Jun 16

The long lost art of the handwritten note

June 16 - penpal1-main_Full Maybe it's a generational thing, but I really appreciate the time and effort that goes into sending a handwritten note by snail mail.

Having just returned from the most excellent PRSA Counselors Academy spring conference, I was greeted by no fewer than three (count 'em, three) handwritten notes.

I'll bet I don't receive three handwritten notes in a quarter, so opening three in a day was, well, a trifecta of sorts.

All three came from fellow counselors: Eric and Shanny Morgenstern of Kansas City, Sydney Ayers of Golden, Colorado, and Dana Hughens of Raleigh. All three were short, sweet and to the point. But, the words and thoughts meant so much more to me precisely because they were written on paper.

Handwritten notes tell me a great deal about a person. I already knew Eric, Shanny and Syd were great people. But, I'd just met Dana.

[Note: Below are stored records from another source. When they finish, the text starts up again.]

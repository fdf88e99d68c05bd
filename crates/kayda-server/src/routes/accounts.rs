//! Account routes: registration, login/logout and admin user management.
//!
//! `/register` and `/login` are public. `/logout` ends the caller's own
//! session. Everything under [`admin_router`] requires an admin session.

use std::sync::Arc;

use axum::extract::State;
use axum::http::StatusCode;
use axum::routing::{get, post};
use axum::{Extension, Json, Router};
use serde::Deserialize;

use kayda_core::models::{AccountSummary, LoginGrant, Principal};

use super::{ApiJson, MessageResponse};
use crate::error::AppError;
use crate::state::AppState;

/// Public credential routes.
pub fn router() -> Router<Arc<AppState>> {
    Router::new()
        .route("/register", post(register))
        .route("/login", post(login))
}

/// Routes that need any live session.
pub fn session_router() -> Router<Arc<AppState>> {
    Router::new().route("/logout", post(logout))
}

/// Admin account management.
pub fn admin_router() -> Router<Arc<AppState>> {
    Router::new()
        .route("/users", get(list_users))
        .route("/add-user", post(add_user))
        .route("/make-admin", post(make_admin))
        .route("/remove-admin", post(remove_admin))
        .route("/reset-password", post(reset_password))
        .route("/delete-user", post(delete_user))
}

// ── Request types ────────────────────────────────────────────────────

#[derive(Debug, Deserialize)]
pub struct CredentialsRequest {
    #[serde(default)]
    pub email: String,
    #[serde(default)]
    pub password: String,
}

#[derive(Debug, Deserialize)]
pub struct AddUserRequest {
    #[serde(default)]
    pub email: String,
    #[serde(default)]
    pub password: String,
    #[serde(default, alias = "isAdmin")]
    pub is_admin: bool,
}

#[derive(Debug, Deserialize)]
pub struct EmailRequest {
    #[serde(default)]
    pub email: String,
}

#[derive(Debug, Deserialize)]
pub struct ResetPasswordRequest {
    #[serde(default)]
    pub email: String,
    #[serde(default, alias = "newPassword")]
    pub new_password: String,
}

// ── Handlers ─────────────────────────────────────────────────────────

async fn register(
    State(state): State<Arc<AppState>>,
    ApiJson(body): ApiJson<CredentialsRequest>,
) -> Result<(StatusCode, Json<AccountSummary>), AppError> {
    let account = state.accounts.register(&body.email, &body.password).await?;
    Ok((StatusCode::CREATED, Json(account)))
}

async fn login(
    State(state): State<Arc<AppState>>,
    ApiJson(body): ApiJson<CredentialsRequest>,
) -> Result<Json<LoginGrant>, AppError> {
    Ok(Json(
        state
            .accounts
            .authenticate(&body.email, &body.password)
            .await?,
    ))
}

async fn logout(
    State(state): State<Arc<AppState>>,
    Extension(principal): Extension<Principal>,
) -> Result<Json<MessageResponse>, AppError> {
    state.accounts.logout(&principal.email).await?;
    Ok(Json(MessageResponse::new("logged out")))
}

async fn list_users(
    State(state): State<Arc<AppState>>,
) -> Result<Json<Vec<AccountSummary>>, AppError> {
    Ok(Json(state.accounts.list().await?))
}

async fn add_user(
    State(state): State<Arc<AppState>>,
    Extension(principal): Extension<Principal>,
    ApiJson(body): ApiJson<AddUserRequest>,
) -> Result<(StatusCode, Json<AccountSummary>), AppError> {
    let account = state
        .accounts
        .create(&body.email, &body.password, body.is_admin)
        .await?;
    tracing::info!(by = %principal.email, email = %account.email, "account added by admin");
    Ok((StatusCode::CREATED, Json(account)))
}

async fn make_admin(
    State(state): State<Arc<AppState>>,
    ApiJson(body): ApiJson<EmailRequest>,
) -> Result<Json<AccountSummary>, AppError> {
    Ok(Json(state.accounts.set_admin(&body.email, true).await?))
}

async fn remove_admin(
    State(state): State<Arc<AppState>>,
    ApiJson(body): ApiJson<EmailRequest>,
) -> Result<Json<AccountSummary>, AppError> {
    Ok(Json(state.accounts.set_admin(&body.email, false).await?))
}

async fn reset_password(
    State(state): State<Arc<AppState>>,
    ApiJson(body): ApiJson<ResetPasswordRequest>,
) -> Result<Json<MessageResponse>, AppError> {
    state
        .accounts
        .reset_password(&body.email, &body.new_password)
        .await?;
    Ok(Json(MessageResponse::new("password reset")))
}

async fn delete_user(
    State(state): State<Arc<AppState>>,
    ApiJson(body): ApiJson<EmailRequest>,
) -> Result<Json<MessageResponse>, AppError> {
    state.accounts.delete(&body.email).await?;
    Ok(Json(MessageResponse::new("account deleted")))
}
//! Core library for `Kayda`.
//!
//! Holds the statute catalog (Acts, their Groups and Sections), accounts and
//! login sessions, all persisted as JSON documents through [`store::DocumentStore`].
//! This crate depends on `kayda-storage` for the storage backend trait and
//! knows nothing about HTTP.

pub mod accounts;
pub mod acts;
pub mod error;
pub mod groups;
pub mod models;
pub mod password;
pub mod sections;
pub mod store;

#[cfg(test)]
mod testing;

How cool is it that Dana decided to use a handwritten note to follow-up to our brief meeting in Palm Springs? And, taking Dana's decision one step further, how smart is it to write a letter to totally distinguish oneself from the competition? For example, Ed 'Measuring Up' Moed just lamented about the poor interviewing skills he'd seen from three recent jobseekers. I'm guessing here, but I'll bet not one of the applicants followed up their Ed meeting with a handwritten thank you. It's subtle. But, it's huge.

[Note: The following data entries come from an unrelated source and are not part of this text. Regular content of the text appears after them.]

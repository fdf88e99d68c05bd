//! HTTP route modules.
//!
//! Each resource module exposes a public `router()` for reads and, where it
//! has writes, an `admin_router()` that the app builder wraps in session and
//! admin middleware.

pub mod accounts;
pub mod acts;
pub mod groups;
pub mod health;
pub mod search;
pub mod sections;

use axum::extract::{FromRequest, FromRequestParts};
use serde::{Deserialize, Serialize};
use uuid::Uuid;

use kayda_core::models::Jurisdiction;

use crate::error::AppError;

/// JSON body extractor whose rejections use the [`AppError`] envelope.
#[derive(Debug, FromRequest)]
#[from_request(via(axum::Json), rejection(AppError))]
pub struct ApiJson<T>(pub T);

/// Query-string extractor whose rejections use the [`AppError`] envelope.
#[derive(Debug, FromRequestParts)]
#[from_request(via(axum::extract::Query), rejection(AppError))]
pub struct ApiQuery<T>(pub T);

/// Parse a path id, rejecting anything that is not a UUID before it reaches storage.
pub(crate) fn parse_id(kind: &str, raw: &str) -> Result<Uuid, AppError> {
    raw.parse::<Uuid>()
        .map_err(|_| AppError::BadRequest(format!("invalid {kind} id '{raw}'")))
}

/// Parse an optional `jurisdiction` value, defaulting to Maharashtra.
pub(crate) fn parse_jurisdiction(raw: Option<&str>) -> Result<Jurisdiction, AppError> {
    match raw.map(str::trim).filter(|s| !s.is_empty()) {
        None => Ok(Jurisdiction::default()),
        Some(s) => s.parse().map_err(AppError::BadRequest),
    }
}

/// `?jurisdiction=` query parameter.
#[derive(Debug, Default, Deserialize)]
pub struct JurisdictionQuery {
    pub jurisdiction: Option<String>,
}

/// Plain acknowledgement body.
#[derive(Debug, Serialize)]
pub struct MessageResponse {
    pub message: String,
}

impl MessageResponse {
    pub(crate) fn new(message: impl Into<String>) -> Self {
        Self {
            message: message.into(),
        }
    }
}

#[cfg(test)]
mod tests {
    use super::*;

    #[test]
    fn parse_id_rejects_non_uuid() {
        assert!(matches!(parse_id("act", "123"), Err(AppError::BadRequest(_))));
        assert!(parse_id("act", &Uuid::new_v4().to_string()).is_ok());
    }

    #[test]
    fn jurisdiction_defaults_to_maharashtra() {
        assert!(matches!(parse_jurisdiction(None), Ok(Jurisdiction::Maharashtra)));
        assert!(matches!(parse_jurisdiction(Some("")), Ok(Jurisdiction::Maharashtra)));
        assert!(matches!(parse_jurisdiction(Some("indian")), Ok(Jurisdiction::Indian)));
        assert!(matches!(parse_jurisdiction(Some("goa")), Err(AppError::BadRequest(_))));
    }
}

Eric, Shanny, Syd and Dana aren't looking for jobs. They're just friends who took the time and effort to tell me they cared. And, in today's information overloaded world in which we live, that's huge. Thanks guys! I owe you a handwritten response.

Apr 17

I’ll let my successor deal with this

The most excellent Arthur Page Society Spring Conference was chockablock this year with great speakers.Awp
One, in particular, was Rick DeLisi of the Communications Executive Council (CEC).

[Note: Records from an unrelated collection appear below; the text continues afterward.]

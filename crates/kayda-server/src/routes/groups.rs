//! Group routes: `/acts/{id}/groups`, `/groups/{id}`

use std::sync::Arc;

use axum::extract::{Path, State};
use axum::http::StatusCode;
use axum::routing::{get, post, put};
use axum::{Json, Router};
use serde::{Deserialize, Serialize};

use kayda_core::models::Group;

use super::{parse_id, ApiJson};
use crate::error::AppError;
use crate::state::AppState;

/// Public read routes.
pub fn router() -> Router<Arc<AppState>> {
    Router::new().route("/acts/{id}/groups", get(list_groups))
}

/// Admin write routes.
pub fn admin_router() -> Router<Arc<AppState>> {
    Router::new()
        .route("/acts/{id}/groups", post(create_group))
        .route("/groups/{id}", put(update_group).delete(delete_group))
}

#[derive(Debug, Deserialize)]
pub struct CreateGroupRequest {
    #[serde(default)]
    pub name: String,
    pub description: Option<String>,
}

#[derive(Debug, Deserialize)]
pub struct UpdateGroupRequest {
    pub name: Option<String>,
    pub description: Option<String>,
}

#[derive(Debug, Serialize)]
pub struct GroupDeleteResponse {
    pub message: String,
    pub sections_removed: usize,
}

async fn list_groups(
    State(state): State<Arc<AppState>>,
    Path(act_id): Path<String>,
) -> Result<Json<Vec<Group>>, AppError> {
    let act_id = parse_id("act", &act_id)?;
    Ok(Json(state.groups.list_by_act(act_id).await?))
}

async fn create_group(
    State(state): State<Arc<AppState>>,
    Path(act_id): Path<String>,
    ApiJson(body): ApiJson<CreateGroupRequest>,
) -> Result<(StatusCode, Json<Group>), AppError> {
    let act_id = parse_id("act", &act_id)?;
    let group = state
        .groups
        .create(act_id, &body.name, body.description)
        .await?;
    Ok((StatusCode::CREATED, Json(group)))
}

async fn update_group(
    State(state): State<Arc<AppState>>,
    Path(id): Path<String>,
    ApiJson(body): ApiJson<UpdateGroupRequest>,
) -> Result<Json<Group>, AppError> {
    let id = parse_id("group", &id)?;
    Ok(Json(
        state.groups.update(id, body.name, body.description).await?,
    ))
}

async fn delete_group(
    State(state): State<Arc<AppState>>,
    Path(id): Path<String>,
) -> Result<Json<GroupDeleteResponse>, AppError> {
    let id = parse_id("group", &id)?;
    let sections_removed = state.groups.delete(id).await?;
    Ok(Json(GroupDeleteResponse {
        message: "group deleted".to_owned(),
        sections_removed,
    }))
}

Rick analyzed the rapidly-changing landscape and shared his views on how organizations are changing the way they communicate. Most, he said, are moving towards knowledge sharing. It’s no longer a ‘top down, here’s what management thinks and wants you to think’ strategy. Rather, the communications model is quickly evolving towards the market deciding what it thinks and wants, and organizations struggling to keep pace.

The good news: the corporate communications functions will be at the epicenter of facilitating knowledge sharing. The bad news: most corporate communicators interviewed by the CEC admitted they’d made absolutely no change to adapt to this changing environment.

The CEC questionnaire provided multiple choices, including: ‘greater centralization of your function,’ ‘deeper integration in marketing,’ ‘change in hiring profile,’ ‘change in function’s reporting line,’ ‘greater decentralization of communication’s staff and resources,’ or ‘deeper structural integration with human resources.’

But, the corporate communications types overwhelmingly selected ‘no change.’ Are they whistling past the graveyard? Fiddling while Rome burns?

I think the answer may be more basic. Guessing that most senior corporate communicators are well into their middle age, I wonder if they feel adapting to change will be their successor’s headache? Most are nearing retirement, are probably in comfortable positions and may not want to rock the boat.

I really hope I’m wrong. But the CEC findings speak for themselves. Let’s hope for everyone’s sake the respondents’ fast-track successors are as swift as the adjective suggests.

Apr 14

We haven’t fallen behind. The rest of the world has caught up.

Dr. Fareed Zakaria, editor of Newsweek International and a guest speaker at Thursday’s Arthur PageFareedzakaria_2
Society’s Spring Conference delivered one of the best speeches I’ve ever heard.

Speaking without notes, Zakaria covered such topics as terrorism (we’ve never been safer, he said), competitiveness (the U.S. hasn’t fallen behind, the rest of the world has caught up, he observed) and immigration (it should be viewed as a strength, not a weakness, he argued).

Zakaria made a powerful argument for free trade and open borders. He believes, as we all do, that U.S. health care costs as a percentage of overall GDP are absurdly high. He also believes, as most reasonable people do, that the Iraq misadventure is sucking us dry and has cost our beleaguered economy anywhere from one to three trillion dollars.

Zakaria shed new light on fears that other countries like China and India are graduating far more engineers than America. Zakaria dug into those stats and reports that tens of thousands of so-called engineers are no more advanced than the average air-conditioning repairman.

There’s much to celebrate right now, says Zakaria. He says the 24×7, ‘if it bleeds, it leads’ media is to blame for many of our fears. The facts tell a different tale, he says. For example, there are far fewer civil wars and deaths caused by organized force than ever before. And, the current economic downturn is far less severe that any of the four recessions during the 1950s, a timeframe now looked upon as a period of significant growth. What’s lacking on our end is perspective.

The Page Society has always delivered outstanding speakers at various events over the years. Dr. Zakaria was not only the best I’ve seen to date, he also delivered macro views that not only enlightened, but uplifted. And, when’s the last time any of us could report back on an experience like that?